Material for this task.
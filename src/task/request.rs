//! Processing request wire model and typed per-feature options.
//!
//! The wire keeps a generic `options` map per feature for back-compat; the
//! boundary validates it into typed records with explicit type checks, and
//! the rest of the pipeline never touches untyped values.

use std::collections::HashMap;

use serde::{Deserialize, Serialize};
use serde_json::Value;

use once_cell::sync::Lazy;
use regex::Regex;

use crate::config::Settings;
use crate::error::LangkitError;
use crate::media::AudioFormat;
use crate::translit::TranslitStyle;
use crate::Result;

static LANGUAGE_TAG: Lazy<Regex> = Lazy::new(|| {
    Regex::new(r"^[a-zA-Z]{2,3}(-[A-Za-z0-9]{2,8})*$").expect("valid language tag regex")
});

/// One processing request as received over the RPC surface.
#[derive(Debug, Clone, Default, Serialize, Deserialize)]
#[serde(rename_all = "camelCase", default)]
pub struct ProcessingRequest {
    /// Media file, or a directory in bulk mode.
    pub path: String,
    /// Process a whole directory instead of one file.
    pub bulk: bool,
    /// Language being studied (BCP-47-ish tag).
    pub target_language: String,
    /// Languages the user already knows.
    pub native_languages: Vec<String>,
    /// 0-based audio track to use.
    pub audio_track_index: Option<usize>,
    /// Feature flags.
    pub selective_transliteration: bool,
    pub subtitle_romanization: bool,
    pub voice_enhancing: bool,
    pub condensed_audio: bool,
    pub dubtitles: bool,
    pub subs2cards: bool,
    /// Generic per-feature option bag, validated at the boundary.
    /// Keys: `enhance`, `translit`, `condense`, `stt`, `cards`.
    pub options: HashMap<String, HashMap<String, Value>>,
}

impl ProcessingRequest {
    /// Validate the language tags before anything else runs.
    pub fn prepare_langs(&self) -> Result<()> {
        if self.target_language.is_empty() {
            return Err(LangkitError::validation("targetLanguage is required"));
        }
        if !LANGUAGE_TAG.is_match(&self.target_language) {
            return Err(LangkitError::validation(format!(
                "targetLanguage '{}' is not a valid language tag",
                self.target_language
            )));
        }
        for tag in &self.native_languages {
            if !LANGUAGE_TAG.is_match(tag) {
                return Err(LangkitError::validation(format!(
                    "nativeLanguage '{}' is not a valid language tag",
                    tag
                )));
            }
        }
        Ok(())
    }

    fn bag(&self, feature: &str) -> HashMap<String, Value> {
        self.options.get(feature).cloned().unwrap_or_default()
    }
}

/// Typed options for the voice-enhancing feature.
#[derive(Debug, Clone, PartialEq)]
pub struct EnhanceOptions {
    /// Separation model name.
    pub model: String,
    /// Separation provider (`demucs` or `audiosep`).
    pub provider: String,
    /// Random shifts for the separator.
    pub shifts: u32,
    /// Prediction window overlap.
    pub overlap: f32,
    /// Longest slice per exec, minutes.
    pub max_segment_minutes: u32,
    /// Final output container.
    pub output_format: AudioFormat,
    /// Gain applied to the vocals when merging, dB.
    pub voice_gain_db: f32,
    /// Mix the boosted vocals back over the original track.
    pub merge_with_original: bool,
}

/// Typed options for transliteration.
#[derive(Debug, Clone, PartialEq)]
pub struct TranslitOptions {
    /// Romanization style.
    pub style: TranslitStyle,
}

/// Typed options for condensed audio.
#[derive(Debug, Clone, PartialEq)]
pub struct CondenseOptions {
    /// Padding added around each spoken span, ms.
    pub padding_ms: u64,
    /// Final output container.
    pub output_format: AudioFormat,
}

/// Typed options for transcription.
#[derive(Debug, Clone, PartialEq)]
pub struct SttOptions {
    /// Transcription model name.
    pub model: String,
    /// Optional provider prompt.
    pub initial_prompt: Option<String>,
    /// Per-attempt timeout, seconds.
    pub timeout_seconds: u32,
    /// Attempt ceiling.
    pub max_try: usize,
}

/// Typed options for card building.
#[derive(Debug, Clone, PartialEq)]
pub struct CardsOptions {
    /// Padding added around each snippet, ms.
    pub padding_ms: u64,
}

/// The request as a sum over its selected features.
#[derive(Debug, Clone, PartialEq)]
pub enum FeatureOptions {
    Enhance(EnhanceOptions),
    Translit(TranslitOptions),
    Condense(CondenseOptions),
    Stt(SttOptions),
    Cards(CardsOptions),
}

// ---- option bag validation helpers -------------------------------------

fn reject_unknown_keys(feature: &str, bag: &HashMap<String, Value>, known: &[&str]) -> Result<()> {
    for key in bag.keys() {
        if !known.contains(&key.as_str()) {
            return Err(LangkitError::validation(format!(
                "unknown option '{}' for feature '{}'",
                key, feature
            )));
        }
    }
    Ok(())
}

fn take_string(bag: &HashMap<String, Value>, key: &str) -> Result<Option<String>> {
    match bag.get(key) {
        None => Ok(None),
        Some(Value::String(s)) => Ok(Some(s.clone())),
        Some(other) => Err(LangkitError::validation(format!(
            "option '{}' must be a string, got {}",
            key, other
        ))),
    }
}

fn take_u64(bag: &HashMap<String, Value>, key: &str) -> Result<Option<u64>> {
    match bag.get(key) {
        None => Ok(None),
        Some(Value::Number(n)) if n.as_u64().is_some() => Ok(n.as_u64()),
        Some(other) => Err(LangkitError::validation(format!(
            "option '{}' must be a non-negative integer, got {}",
            key, other
        ))),
    }
}

fn take_f64(bag: &HashMap<String, Value>, key: &str) -> Result<Option<f64>> {
    match bag.get(key) {
        None => Ok(None),
        Some(Value::Number(n)) => Ok(n.as_f64()),
        Some(other) => Err(LangkitError::validation(format!(
            "option '{}' must be a number, got {}",
            key, other
        ))),
    }
}

fn take_bool(bag: &HashMap<String, Value>, key: &str) -> Result<Option<bool>> {
    match bag.get(key) {
        None => Ok(None),
        Some(Value::Bool(b)) => Ok(Some(*b)),
        Some(other) => Err(LangkitError::validation(format!(
            "option '{}' must be a boolean, got {}",
            key, other
        ))),
    }
}

fn take_format(bag: &HashMap<String, Value>, key: &str) -> Result<Option<AudioFormat>> {
    match take_string(bag, key)? {
        None => Ok(None),
        Some(name) => AudioFormat::parse(&name)
            .map(Some)
            .ok_or_else(|| {
                LangkitError::validation(format!(
                    "option '{}' must be one of wav|mp3|flac|opus, got '{}'",
                    key, name
                ))
            }),
    }
}

impl EnhanceOptions {
    /// Validate from the generic bag, falling back to settings defaults.
    pub fn from_request(request: &ProcessingRequest, settings: &Settings) -> Result<Self> {
        let bag = request.bag("enhance");
        reject_unknown_keys(
            "enhance",
            &bag,
            &[
                "model",
                "provider",
                "shifts",
                "overlap",
                "maxSegmentMinutes",
                "outputFormat",
                "voiceGainDb",
                "mergeWithOriginal",
            ],
        )?;
        Ok(Self {
            model: take_string(&bag, "model")?.unwrap_or_else(|| settings.separation.model.clone()),
            provider: take_string(&bag, "provider")?.unwrap_or_else(|| "demucs".to_string()),
            shifts: take_u64(&bag, "shifts")?.unwrap_or(1) as u32,
            overlap: take_f64(&bag, "overlap")?.unwrap_or(0.25) as f32,
            max_segment_minutes: take_u64(&bag, "maxSegmentMinutes")?
                .unwrap_or(u64::from(settings.separation.max_segment_minutes))
                as u32,
            output_format: take_format(&bag, "outputFormat")?.unwrap_or_default(),
            voice_gain_db: take_f64(&bag, "voiceGainDb")?.unwrap_or(9.0) as f32,
            merge_with_original: take_bool(&bag, "mergeWithOriginal")?.unwrap_or(true),
        })
    }
}

impl TranslitOptions {
    /// Validate from the request; the style follows the selected flag unless
    /// overridden in the bag.
    pub fn from_request(request: &ProcessingRequest) -> Result<Self> {
        let bag = request.bag("translit");
        reject_unknown_keys("translit", &bag, &["style"])?;
        let default_style = if request.selective_transliteration {
            TranslitStyle::Selective
        } else {
            TranslitStyle::Hepburn
        };
        let style = match take_string(&bag, "style")?.as_deref() {
            None => default_style,
            Some("hepburn") => TranslitStyle::Hepburn,
            Some("selective") => TranslitStyle::Selective,
            Some(other) => {
                return Err(LangkitError::validation(format!(
                    "option 'style' must be hepburn|selective, got '{}'",
                    other
                )));
            }
        };
        Ok(Self { style })
    }
}

impl CondenseOptions {
    /// Validate from the generic bag.
    pub fn from_request(request: &ProcessingRequest) -> Result<Self> {
        let bag = request.bag("condense");
        reject_unknown_keys("condense", &bag, &["paddingMs", "outputFormat"])?;
        Ok(Self {
            padding_ms: take_u64(&bag, "paddingMs")?.unwrap_or(250),
            output_format: take_format(&bag, "outputFormat")?.unwrap_or(AudioFormat::Mp3),
        })
    }
}

impl SttOptions {
    /// Validate from the generic bag, falling back to settings defaults.
    pub fn from_request(request: &ProcessingRequest, settings: &Settings) -> Result<Self> {
        let bag = request.bag("stt");
        reject_unknown_keys("stt", &bag, &["model", "initialPrompt", "timeoutSeconds", "maxTry"])?;
        Ok(Self {
            model: take_string(&bag, "model")?.unwrap_or_else(|| settings.stt.model.clone()),
            initial_prompt: take_string(&bag, "initialPrompt")?,
            timeout_seconds: take_u64(&bag, "timeoutSeconds")?
                .unwrap_or(u64::from(settings.stt.timeout_seconds)) as u32,
            max_try: take_u64(&bag, "maxTry")?.unwrap_or(settings.stt.max_try as u64) as usize,
        })
    }
}

impl CardsOptions {
    /// Validate from the generic bag.
    pub fn from_request(request: &ProcessingRequest) -> Result<Self> {
        let bag = request.bag("cards");
        reject_unknown_keys("cards", &bag, &["paddingMs"])?;
        Ok(Self {
            padding_ms: take_u64(&bag, "paddingMs")?.unwrap_or(250),
        })
    }
}

#[cfg(test)]
mod tests {
    use super::*;
    use serde_json::json;

    fn request_with(feature: &str, key: &str, value: Value) -> ProcessingRequest {
        let mut request = ProcessingRequest {
            target_language: "ja".into(),
            ..ProcessingRequest::default()
        };
        request
            .options
            .entry(feature.to_string())
            .or_default()
            .insert(key.to_string(), value);
        request
    }

    #[test]
    fn test_prepare_langs_accepts_tags() {
        let mut request = ProcessingRequest {
            target_language: "ja".into(),
            native_languages: vec!["en".into(), "pt-BR".into()],
            ..ProcessingRequest::default()
        };
        assert!(request.prepare_langs().is_ok());
        request.target_language = "".into();
        assert!(request.prepare_langs().is_err());
        request.target_language = "not a tag!".into();
        assert!(request.prepare_langs().is_err());
    }

    #[test]
    fn test_enhance_defaults_come_from_settings() {
        let request = ProcessingRequest {
            target_language: "ja".into(),
            ..ProcessingRequest::default()
        };
        let mut settings = Settings::default();
        settings.separation.max_segment_minutes = 12;
        let opts = EnhanceOptions::from_request(&request, &settings).unwrap();
        assert_eq!(opts.model, "htdemucs");
        assert_eq!(opts.max_segment_minutes, 12);
        assert_eq!(opts.output_format, AudioFormat::Flac);
    }

    #[test]
    fn test_wrong_type_names_the_key() {
        let request = request_with("enhance", "shifts", json!("two"));
        let err = EnhanceOptions::from_request(&request, &Settings::default()).unwrap_err();
        assert!(matches!(err, LangkitError::Validation { .. }));
        assert!(err.to_string().contains("shifts"));
    }

    #[test]
    fn test_unknown_key_rejected() {
        let request = request_with("stt", "temperature", json!(0.7));
        let err = SttOptions::from_request(&request, &Settings::default()).unwrap_err();
        assert!(err.to_string().contains("temperature"));
    }

    #[test]
    fn test_format_option_parsing() {
        let request = request_with("condense", "outputFormat", json!("opus"));
        let opts = CondenseOptions::from_request(&request).unwrap();
        assert_eq!(opts.output_format, AudioFormat::Opus);

        let request = request_with("condense", "outputFormat", json!("ogg"));
        assert!(CondenseOptions::from_request(&request).is_err());
    }

    #[test]
    fn test_translit_style_follows_flag() {
        let mut request = ProcessingRequest {
            target_language: "ja".into(),
            selective_transliteration: true,
            ..ProcessingRequest::default()
        };
        assert_eq!(
            TranslitOptions::from_request(&request).unwrap().style,
            TranslitStyle::Selective
        );
        request.selective_transliteration = false;
        request.subtitle_romanization = true;
        assert_eq!(
            TranslitOptions::from_request(&request).unwrap().style,
            TranslitStyle::Hepburn
        );
    }

    #[test]
    fn test_wire_shape_is_camel_case() {
        let request: ProcessingRequest = serde_json::from_value(json!({
            "path": "/media/demo.mp4",
            "targetLanguage": "ja",
            "voiceEnhancing": true,
            "options": {"enhance": {"maxSegmentMinutes": 10}}
        }))
        .unwrap();
        assert!(request.voice_enhancing);
        assert_eq!(request.target_language, "ja");
        let opts = EnhanceOptions::from_request(&request, &Settings::default()).unwrap();
        assert_eq!(opts.max_segment_minutes, 10);
    }
}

Work instructions. Filter the data above by the word "voiceGainDb" and copy every line that matches.

Reply.
                "voiceGainDb",
            voice_gain_db: take_f64(&bag, "voiceGainDb")?.unwrap_or(9.0) as f32,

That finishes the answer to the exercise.